No estamos frente a simples noticias trágicas ni sucesos excepcionales. Lo que vivimos es una violencia sostenida que atraviesa territorios, cuerpos y memorias. La violencia se ha instalado como parte del paisaje cotidiano, mientras las instituciones fallan, callan o llegan tarde. En medio de este colapso, lo más grave no es solo la pérdida de vidas, sino la inexistencia del derecho a vivir sin miedo. Esta es la historia de un país que sangra y parece haber olvidado cómo reclamar justicia.

En este país herido, la muerte dejó de ser un evento extraordinario para convertirse en parte del calendario. Nos acostumbramos a enterarnos de masacres entre reuniones de trabajo, a recibir noticias de asesinatos mientras hacemos fila en el banco o amenazas en nuestro propio hogar. El sistema nos empuja a seguir, como si nada. A producir, a rendir, a sobrevivir… incluso cuando estamos de luto. No hay espacio para el duelo cuando todo está diseñado para la prisa y el olvido. Llorar a nuestros muertos se volvió un privilegio que muchos no pueden permitirse.

De enero a mayo de 2025, ya se han contabilizado 3.939 muertes violentas, según los datos oficiales del Ministerio del Interior. Negar el ascenso de estos números en los meses siguientes ya sería un completo descaro. Algunos —sobre todo el poder desprovisto de toda sensibilidad— ven solo cifras, pero este pueblo, que todos los días trata de suturar la herida de desesperanza que parece jamás cerrarse, observa sueños que nunca jamás podrán cumplirse, futuros inconclusos, una silla vacía en el comedor de nuestra sala. Hoy nos duele todo, y ya nos cansamos de negarlo.

Entonces, cabe preguntarse ¿Cómo se cura una herida que nunca deja de abrirse? Gritemos, aunque nos tiemble la voz. No solo para resistir, sino para pedir ayuda, para decir que no podemos más. No tengamos miedo de mostrarnos rotos, cansados, vulnerables. Porque en ese grito compartido está el sabernos acompañados. No carguemos solos este dolor. Dejemos que el grito nos una, nos despierte, nos abrace. Tal vez ahí, entre tantas heridas abiertas, podamos empezar a sanar.

Este no es un texto de esperanza. Es un texto escrito con el alma en pedazos, con el pecho apretado por el miedo. Es una voz que habla desde el desarraigo, desde el territorio herido, desde el cuerpo que ya no duerme tranquilo. Escrito desde el cansancio, desde la rabia, desde la angustia de no saber si mañana también nos tocará llorar a alguien más.
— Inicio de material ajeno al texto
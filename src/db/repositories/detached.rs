//! Detached repository
//!
//! Implements every repository trait without a storage backend: reads come
//! back empty, writes are accepted and dropped. It is what the API runs on
//! until a real backend is wired in.

use anyhow::Result;
use async_trait::async_trait;
use serde_json::{Map, Value};
use std::collections::BTreeMap;
use std::sync::Arc;

use super::{
    ImportRepository, LinkRepository, MediaRepository, PageRepository, Repositories,
    SettingsRepository, UserRepository, WidgetRepository,
};
use crate::models::{Link, Media, Page, SiteSettings, User, Widget};

#[derive(Debug, Clone, Copy, Default)]
pub struct DetachedRepository;

impl DetachedRepository {
    pub fn new() -> Self {
        Self
    }

    /// One shared instance behind every repository handle
    pub fn repositories() -> Repositories {
        let repo = Arc::new(Self::new());
        Repositories {
            pages: repo.clone(),
            widgets: repo.clone(),
            media: repo.clone(),
            links: repo.clone(),
            settings: repo.clone(),
            users: repo.clone(),
            import: repo,
        }
    }
}

#[async_trait]
impl PageRepository for DetachedRepository {
    async fn create(&self, page: &Page) -> Result<()> {
        tracing::debug!("Detached repository: page {} not stored", page.id);
        Ok(())
    }

    async fn get_by_id(&self, _id: &str) -> Result<Option<Page>> {
        Ok(None)
    }

    async fn list(&self) -> Result<Vec<Page>> {
        Ok(Vec::new())
    }

    async fn update(&self, page: &Page) -> Result<()> {
        tracing::debug!("Detached repository: page {} update dropped", page.id);
        Ok(())
    }

    async fn delete(&self, _id: &str) -> Result<()> {
        Ok(())
    }
}

#[async_trait]
impl WidgetRepository for DetachedRepository {
    async fn create(&self, widget: &Widget) -> Result<()> {
        tracing::debug!("Detached repository: widget {} not stored", widget.id);
        Ok(())
    }

    async fn list_by_page(&self, _page_id: &str) -> Result<BTreeMap<String, Widget>> {
        Ok(BTreeMap::new())
    }

    async fn list_all(&self) -> Result<BTreeMap<String, Widget>> {
        Ok(BTreeMap::new())
    }

    async fn update(&self, widget: &Widget) -> Result<()> {
        tracing::debug!("Detached repository: widget {} update dropped", widget.id);
        Ok(())
    }

    async fn delete(&self, _id: &str) -> Result<()> {
        Ok(())
    }

    async fn reorder(&self, page_id: &str, widget_ids: &[String]) -> Result<()> {
        tracing::debug!(
            "Detached repository: order of {} widgets on page {} dropped",
            widget_ids.len(),
            page_id
        );
        Ok(())
    }
}

#[async_trait]
impl MediaRepository for DetachedRepository {
    async fn create(&self, media: &Media) -> Result<()> {
        tracing::debug!("Detached repository: media {} not stored", media.id);
        Ok(())
    }

    async fn list(&self) -> Result<Vec<Media>> {
        Ok(Vec::new())
    }
}

#[async_trait]
impl LinkRepository for DetachedRepository {
    async fn create(&self, link: &Link) -> Result<()> {
        tracing::debug!("Detached repository: link {} not stored", link.id);
        Ok(())
    }

    async fn list(&self) -> Result<Vec<Link>> {
        Ok(Vec::new())
    }
}

#[async_trait]
impl SettingsRepository for DetachedRepository {
    async fn get(&self) -> Result<Option<SiteSettings>> {
        Ok(None)
    }

    async fn save(&self, _settings: &SiteSettings) -> Result<()> {
        tracing::debug!("Detached repository: settings not stored");
        Ok(())
    }
}

#[async_trait]
impl UserRepository for DetachedRepository {
    async fn list(&self) -> Result<Vec<User>> {
        Ok(Vec::new())
    }
}

#[async_trait]
impl ImportRepository for DetachedRepository {
    async fn import(&self, document: &Map<String, Value>) -> Result<()> {
        tracing::debug!(
            "Detached repository: import of {} sections dropped",
            document.len()
        );
        Ok(())
    }
}

#[cfg(test)]
mod tests {
    use super::*;

    #[tokio::test]
    async fn test_writes_are_not_retained() {
        let repos = DetachedRepository::repositories();
        let mut page = Page::new("Kept?");
        page.stamp_created(chrono::Utc::now());

        repos.pages.create(&page).await.unwrap();

        assert!(repos.pages.get_by_id(&page.id).await.unwrap().is_none());
        assert!(repos.pages.list().await.unwrap().is_empty());
    }

    #[tokio::test]
    async fn test_reads_are_empty() {
        let repos = DetachedRepository::repositories();

        assert!(repos.widgets.list_by_page("p").await.unwrap().is_empty());
        assert!(repos.widgets.list_all().await.unwrap().is_empty());
        assert!(repos.media.list().await.unwrap().is_empty());
        assert!(repos.links.list().await.unwrap().is_empty());
        assert!(repos.users.list().await.unwrap().is_empty());
        assert!(repos.settings.get().await.unwrap().is_none());
    }

    #[tokio::test]
    async fn test_writes_never_fail() {
        let repos = DetachedRepository::repositories();

        repos.settings.save(&SiteSettings::default()).await.unwrap();
        repos.widgets.reorder("p", &["a".to_string()]).await.unwrap();
        repos.widgets.delete("w").await.unwrap();
        repos.pages.delete("p").await.unwrap();
        repos.import.import(&Map::new()).await.unwrap();
    }
}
Esto no es consuelo, ni promesa. Es el intento de no callar, de dejar constancia, de no permitir que la muerte pase sin memoria. Escribir desde la resistencia, sí, pero no desde la fortaleza heroica, sino desde el temblor, desde la necesidad de seguir nombrando lo que duele. Porque lo que no se dice, se pudre. Porque lo que no se llora, se repite. Porque mientras podamos escribirlo, gritarlo o llorarlo, esta herida, al menos, no será indiferente.